It was a year of social service program shutdowns driven by the Governor’s office in Springfield.  The Rev. Dr. Martin Luther King’s description of a triplet of giant evils, each insoluble in isolation from the others, helps us identify an answer to the Tribune’s question.  King spoke of the giant triplets of racism, extreme materialism and militarism.  Training for, and the diversion of money to, wars overseas was a crisis inextricable from the race crisis at home, as were policies promoting radical wealth inequality. Representative Danny Davis, of Chicago, whose grandson was killed by gun violence in 2016, insists that “poverty was fueling the city’s bloodshed, and that Chicago needed to make investments ‘to revamp whole communities.’”

Poverty and racism clearly interact: Blacks and Latinos comprise 56% of the incarcerated population, yet only 30% of the U.S. population. A report documenting the rates of incarceration for whites, African Americans, and Hispanics in the Illinois state prison system notes that over half of this prison population is black. For every 100,000 people in the state, 1,533 black people are imprisoned as compared to 174 white people and 282 Hispanic people. The consequences of incarceration affect entire communities: former prisoners are restricted in terms of employment, their families are disrupted, housing becomes unstable, they become disenfranchised, and stigmas persist.

We must also consider gun violence in relation to U.S. militarism. Gun violence in Chicago is condemned, as it should be, and yet a message to every one of the 9,000 Chicago Public School children participating in U.S. military junior ROTC programs is that killing is acceptable if you are following orders. Killing of civilians by the U.S. military is considered regrettable but acceptable “collateral damage”. These killings eliminate “high value targets”. The mere suspicion of harboring a targeted person in a home, restaurant, or mosque becomes an excuse for an airborne drone attack to execute whole families or communities. Ironically, this policy enacts an airborne version of a drive-by shooting.

Soldiers who have seen combat are less likely to praise the virtues of military life. “The myth is that the military teaches discipline,” say the Chicago area Veterans for Peace, in their ‘education not militarization’ campaign. “The reality is that the military teaches children to follow orders without question and to use the military solution to conflict resolution – that is, death and destruction.”

President Obama had tears in his eyes in January, 2016, calling for relief from record breaking shootings and killings in the U.S. Yet 2016 became a record breaking year for U.S. export of weapons to other countries. The U.S. is responsible for nearly 33% of worldwide weapon exports—by far the top arms exporter on the planet.

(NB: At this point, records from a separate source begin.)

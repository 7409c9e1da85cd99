use image::{GrayImage, ImageBuffer, Luma};
use serde::{Deserialize, Serialize};

/// A single-channel intensity frame
///
/// Thin wrapper around a grayscale image buffer; this is the representation
/// motion estimation works on.
#[derive(Clone, Debug)]
pub struct GrayFrame {
    buffer: GrayImage,
}

impl GrayFrame {
    /// Create a new frame from a grayscale image buffer
    pub fn new(buffer: GrayImage) -> Self {
        Self { buffer }
    }

    /// Create a new frame with every pixel set to `value`
    pub fn new_filled(width: u32, height: u32, value: u8) -> Self {
        Self::new(ImageBuffer::from_pixel(width, height, Luma([value])))
    }

    /// Create a frame by evaluating `f(x, y)` for every pixel
    pub fn from_fn<F>(width: u32, height: u32, mut f: F) -> Self
    where
        F: FnMut(u32, u32) -> u8,
    {
        Self::new(ImageBuffer::from_fn(width, height, |x, y| Luma([f(x, y)])))
    }

    /// Create a frame from raw 8-bit gray bytes (row-major)
    pub fn from_gray_bytes(width: u32, height: u32, data: Vec<u8>) -> Option<Self> {
        ImageBuffer::from_raw(width, height, data).map(Self::new)
    }

    pub fn width(&self) -> u32 {
        self.buffer.width()
    }

    pub fn height(&self) -> u32 {
        self.buffer.height()
    }

    pub fn dimensions(&self) -> (u32, u32) {
        self.buffer.dimensions()
    }

    /// Intensity at the given coordinates
    pub fn get(&self, x: u32, y: u32) -> u8 {
        self.buffer.get_pixel(x, y)[0]
    }

    /// Raw row-major pixel data
    pub fn as_raw(&self) -> &[u8] {
        self.buffer.as_raw()
    }
}

/// What the probing collaborator reports about a source video
#[derive(Debug, Clone, PartialEq, Serialize, Deserialize)]
pub struct MediaInfo {
    /// Total duration in seconds
    pub duration: f64,

    /// Frames per second of the first video stream
    pub fps: f64,

    /// Width and height of the first video stream
    pub width: u32,
    pub height: u32,

    /// Whether an audio stream is present
    pub has_audio: bool,
}

impl MediaInfo {
    /// Analysis resolution for a target width, preserving aspect ratio with an even height
    pub fn analysis_size(&self, target_width: u32) -> (u32, u32) {
        if self.width == 0 || self.height == 0 || self.width <= target_width {
            return (self.width & !1, self.height & !1);
        }

        let scale = target_width as f64 / self.width as f64;
        let height = ((self.height as f64 * scale).round() as u32).max(2);
        (target_width & !1, height & !1)
    }
}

“Arms deals are a way of life in Washington,” writes William Hartung. “From the president on down, significant parts of the government are intent on ensuring that American arms will flood the global market and companies like Lockheed and Boeing will live the good life. …American officials regularly act as salespeople for the arms firms. And the Pentagon is their enabler… In its first six years, team Obama entered into agreements to sell more weaponry than any administration since World War II.”

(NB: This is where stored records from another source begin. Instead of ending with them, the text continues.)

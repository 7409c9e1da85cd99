//! ffprobe output parsing.

use serde::Deserialize;

use crate::error::{InputError, Result, ToolExecutionError};
use crate::video::types::MediaInfo;

/// Arguments that make ffprobe print format and stream info as JSON
pub const PROBE_ARGS: [&str; 6] = [
    "-v", "error",
    "-print_format", "json",
    "-show_format",
    "-show_streams",
];

#[derive(Debug, Deserialize)]
struct FfprobeOutput {
    #[serde(default)]
    format: Option<FfprobeFormat>,
    #[serde(default)]
    streams: Vec<FfprobeStream>,
}

#[derive(Debug, Deserialize)]
struct FfprobeFormat {
    duration: Option<String>,
}

#[derive(Debug, Deserialize)]
struct FfprobeStream {
    codec_type: Option<String>,
    width: Option<u32>,
    height: Option<u32>,
    r_frame_rate: Option<String>,
    avg_frame_rate: Option<String>,
    duration: Option<String>,
}

/// Parse ffprobe's JSON into [`MediaInfo`]
///
/// A missing video stream or a non-positive frame rate makes the input invalid.
pub fn parse_probe_output(path: &str, stdout: &[u8]) -> Result<MediaInfo> {
    let probe: FfprobeOutput = serde_json::from_slice(stdout)
        .map_err(|e| ToolExecutionError::UnparseableOutput {
            tool: "ffprobe".to_string(),
            reason: e.to_string(),
        })?;

    let video = probe
        .streams
        .iter()
        .find(|s| s.codec_type.as_deref() == Some("video"))
        .ok_or_else(|| InputError::InvalidVideo {
            path: path.to_string(),
            reason: "no video stream found".to_string(),
        })?;

    let has_audio = probe
        .streams
        .iter()
        .any(|s| s.codec_type.as_deref() == Some("audio"));

    let fps = video
        .avg_frame_rate
        .as_deref()
        .and_then(parse_frame_rate)
        .filter(|fps| *fps > 0.0)
        .or_else(|| video.r_frame_rate.as_deref().and_then(parse_frame_rate))
        .unwrap_or(0.0);

    if fps <= 0.0 {
        return Err(InputError::InvalidVideo {
            path: path.to_string(),
            reason: "could not determine frame rate".to_string(),
        }.into());
    }

    let duration = probe
        .format
        .as_ref()
        .and_then(|f| f.duration.as_deref())
        .or(video.duration.as_deref())
        .and_then(|d| d.trim().parse::<f64>().ok())
        .filter(|d| d.is_finite() && *d >= 0.0)
        .ok_or_else(|| InputError::InvalidVideo {
            path: path.to_string(),
            reason: "could not determine duration".to_string(),
        })?;

    Ok(MediaInfo {
        duration,
        fps,
        width: video.width.unwrap_or(0),
        height: video.height.unwrap_or(0),
        has_audio,
    })
}

/// Parse an ffprobe rate such as `30000/1001` or `25`
pub fn parse_frame_rate(rate: &str) -> Option<f64> {
    let rate = rate.trim();
    match rate.split_once('/') {
        Some((num, den)) => {
            let num: f64 = num.trim().parse().ok()?;
            let den: f64 = den.trim().parse().ok()?;
            if den == 0.0 {
                None
            } else {
                Some(num / den)
            }
        }
        None => rate.parse().ok(),
    }
}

Carrying a cross along Michigan Avenue yesterday, I thought of the terrible slaughter in World War I that killed 38 million people. Elites, weapon makers, and war profiteers drove millions of men into the trenches to fight and die in the war that was to end all wars. In 1914, mired in mud, war-weary and miserable, troops on both sides took matters into their own hands. For a brief, yet magnificent time, they enabled the “Christmas truce”. One account relates how some German troops began singing one of their carols, and British and other troops then sang a carol from their side. As voices wafted across the no-man’s land, troops began calling out to one another.

“Time and again during the course of that day, the Eve of Christmas, there were wafted towards us from the trenches opposite the sounds of singing and merry-making, and occasionally the guttural tones of a German were to be heard shouting out lustily, ‘A happy Christmas to you Englishmen!’ Only too glad to show that the sentiments were reciprocated, back would go the response from a thick-set Clydesider, ‘Same to you, Fritz, but dinna o’er eat yourself wi’ they sausages!’”

“The high command on both sides took a dim view of the activities and orders were issued to stop the fraternizing with varying results. In some areas, the truce ended Christmas Day in others the following day and in others it extended into January.”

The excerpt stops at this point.